We have an incredible group of dedicated volunteers organizing the books. Many contacted us after reading the Washington Post article. They drive, sometimes for hours in traffic, from Gaithersburg and Centerville and Silver Spring and Alexandria week afte
r week, staying until they finish "just one more box."

And the book drives! Thousands of children gave their books to other children in a far-away country, who are just as bright
and just as hopeful, but don't have the same resources. The books are beautiful picture books, with dedications from "grandma and grandpa" or a favorite aunt; or amazing non-fiction books that will open these students to new worlds. Parents, teachers, and students not only collected books, but sorted and labeled them.

We thank the following schools and organizations for their major book drives:
Fairfax County Schools Wolftrap Elementary, Dranesville Elementary, Sunrise Valley Elementary, Terra Centre Elementary, and Kilmer Middle School; Loudoun County Schools including Eagle Ridge Middle School; The New School; The senior class of The Madeira School; St. Ambrose School; Faithful and True Christian Center; and Girl Scout Service Unit 42-1 of the Nations Capital. We also appreciate the help with labeling provided by Falls Church High School Life Skills Class and the Hayfield High School Leo Club.

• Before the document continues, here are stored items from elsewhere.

//! Weight quantization modes
//!
//! The mode is a request, not a guarantee: reduced precision is only applied when
//! the model is placed on an accelerator. On CPU the model loads at full precision
//! and the registry records [`QuantizationMode::None`] as the effective mode.

use std::{fmt, str::FromStr};

use serde::{Deserialize, Serialize};

use crate::error::ConversarError;

/// Requested weight precision for a model load
#[derive(Debug, Clone, Copy, PartialEq, Eq, Hash, Default, Serialize, Deserialize)]
pub enum QuantizationMode {
    /// 4-bit weights (GGUF `Q4_K_M`, falling back to `Q4_0`)
    #[default]
    #[serde(rename = "4bit")]
    FourBit,
    /// 8-bit weights (GGUF `Q8_0`)
    #[serde(rename = "8bit")]
    EightBit,
    /// Full precision (F16 on accelerators, F32 on CPU)
    #[serde(rename = "none")]
    None,
}

impl QuantizationMode {
    /// Wire/CLI name of the mode
    #[must_use]
    pub const fn as_str(self) -> &'static str {
        match self {
            Self::FourBit => "4bit",
            Self::EightBit => "8bit",
            Self::None => "none",
        }
    }

    /// Mode that will actually be applied on a device
    ///
    /// Quantized kernels are only used on accelerators.
    #[must_use]
    pub const fn effective(self, accelerator: bool) -> Self {
        if accelerator {
            self
        } else {
            Self::None
        }
    }

    /// Whether weights are loaded in reduced precision
    #[must_use]
    pub const fn is_quantized(self) -> bool {
        !matches!(self, Self::None)
    }

    /// GGUF file-name tags accepted for this mode, in order of preference
    #[must_use]
    pub const fn gguf_tags(self) -> &'static [&'static str] {
        match self {
            Self::FourBit => &["q4_k_m", "q4_k_s", "q4_0"],
            Self::EightBit => &["q8_0"],
            Self::None => &[],
        }
    }
}

impl fmt::Display for QuantizationMode {
    fn fmt(&self, f: &mut fmt::Formatter<'_>) -> fmt::Result {
        f.write_str(self.as_str())
    }
}

impl FromStr for QuantizationMode {
    type Err = ConversarError;

    fn from_str(s: &str) -> Result<Self, Self::Err> {
        match s.trim().to_ascii_lowercase().as_str() {
            "4bit" | "int4" | "q4" => Ok(Self::FourBit),
            "8bit" | "int8" | "q8" => Ok(Self::EightBit),
            "none" | "fp16" | "f16" | "full" => Ok(Self::None),
            other => Err(ConversarError::InvalidConfiguration(format!(
                "unknown quantization mode '{other}' (expected 4bit, 8bit or none)"
            ))),
        }
    }
}

#[cfg(test)]
mod tests {
    use super::*;

    #[test]
    fn test_default_is_four_bit() {
        assert_eq!(QuantizationMode::default(), QuantizationMode::FourBit);
    }

    #[test]
    fn test_parse_modes() {
        assert_eq!("4bit".parse::<QuantizationMode>().unwrap(), QuantizationMode::FourBit);
        assert_eq!("8BIT".parse::<QuantizationMode>().unwrap(), QuantizationMode::EightBit);
        assert_eq!(" none ".parse::<QuantizationMode>().unwrap(), QuantizationMode::None);
        assert!("3bit".parse::<QuantizationMode>().is_err());
    }

    #[test]
    fn test_effective_on_cpu_is_none() {
        assert_eq!(QuantizationMode::FourBit.effective(false), QuantizationMode::None);
        assert_eq!(QuantizationMode::EightBit.effective(false), QuantizationMode::None);
        assert_eq!(QuantizationMode::EightBit.effective(true), QuantizationMode::EightBit);
    }

    #[test]
    fn test_serde_names_match_display() {
        for mode in [
            QuantizationMode::FourBit,
            QuantizationMode::EightBit,
            QuantizationMode::None,
        ] {
            let json = serde_json::to_string(&mode).unwrap();
            assert_eq!(json, format!("\"{mode}\""));
        }
    }

    #[test]
    fn test_gguf_tags() {
        assert!(QuantizationMode::None.gguf_tags().is_empty());
        assert_eq!(QuantizationMode::EightBit.gguf_tags(), &["q8_0"]);
        assert_eq!(QuantizationMode::FourBit.gguf_tags()[0], "q4_k_m");
    }
}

The books donated through book drives or directly to us have been of such wonderful quality. We are blown away with the caring that went into these donations. We are particularly grateful to a number of recently retired teachers who donated their prized personal libraries.

There are so many ways people have supported this project -- from librarian Katalin Mouyal who ferreted out all the book pockets in DC so we could make our books library-ready; to the Dranesville 3rd grade teachers and students who organized the book drive for the entire school; to parent Amy Beck who did her own personal book drive and handed over 1200 books, all sorted and labeled by her family; to 8-year-old Andrew Strasberg who secured several hundred donated books from his school librarian and then worked with his friends to make sure each one had a library pockets and blank card; to Loudoun County School librarian Lelah Sullivan who organized a book drive in multiple schools in Loudoun and then delivered 30 boxes of sorted and labeled books; to Roni Silverstein who collected books from fellow administrators in Montgomery County Public Schools; to Sunrise Valley Elementary teacher Anisha Goveas-Foti who became committed to this project after hearing our presentation and spent countless hours organizing books both at her school and at our home. Many, many others donated their time and resources in creative ways.

We've also had wonderful support from businesses, including Burness Communications of Bethesda which has supported this project through much-needed grants both this year and last. Telegraph Storage was generous and supportive by providing storage space and collecting books in the office. Ron Escopete of Cargo One has been a true source of knowledge and support, handling the shipment on its way to South Africa. And our dear friend Dan (who wants to remain anonymous so I won't print his last name) whose help and expertise in international shipping made this all possible. Please read about the businesses that have supported this project in "Our Supporters" page.
We thank our very generous contributors. While much of the labor is being donated, shipping costs will be about $15,000, including purchase of the shipping container and fitting it with doors, windows and electricity (yes, the costs do keep going up). We have raised about $9000 so far.

If you would like to help pay the cost of shipping this wonderful library to A.V. Bukani school, please see "How to donate" page

The shipment leaves June 17!! Larry, Sara and I will be returning in August to set up the library, help the teachers use the books in their instruction, and work with the families on how to get the most out of a library. This time we'll be joined with Sara's husband Alex Berens, her college roommate Cecile Kaiser, and Sunrise Valley Elementary School teacher Anisha Goveas-Foti. What a team! We cannot wait.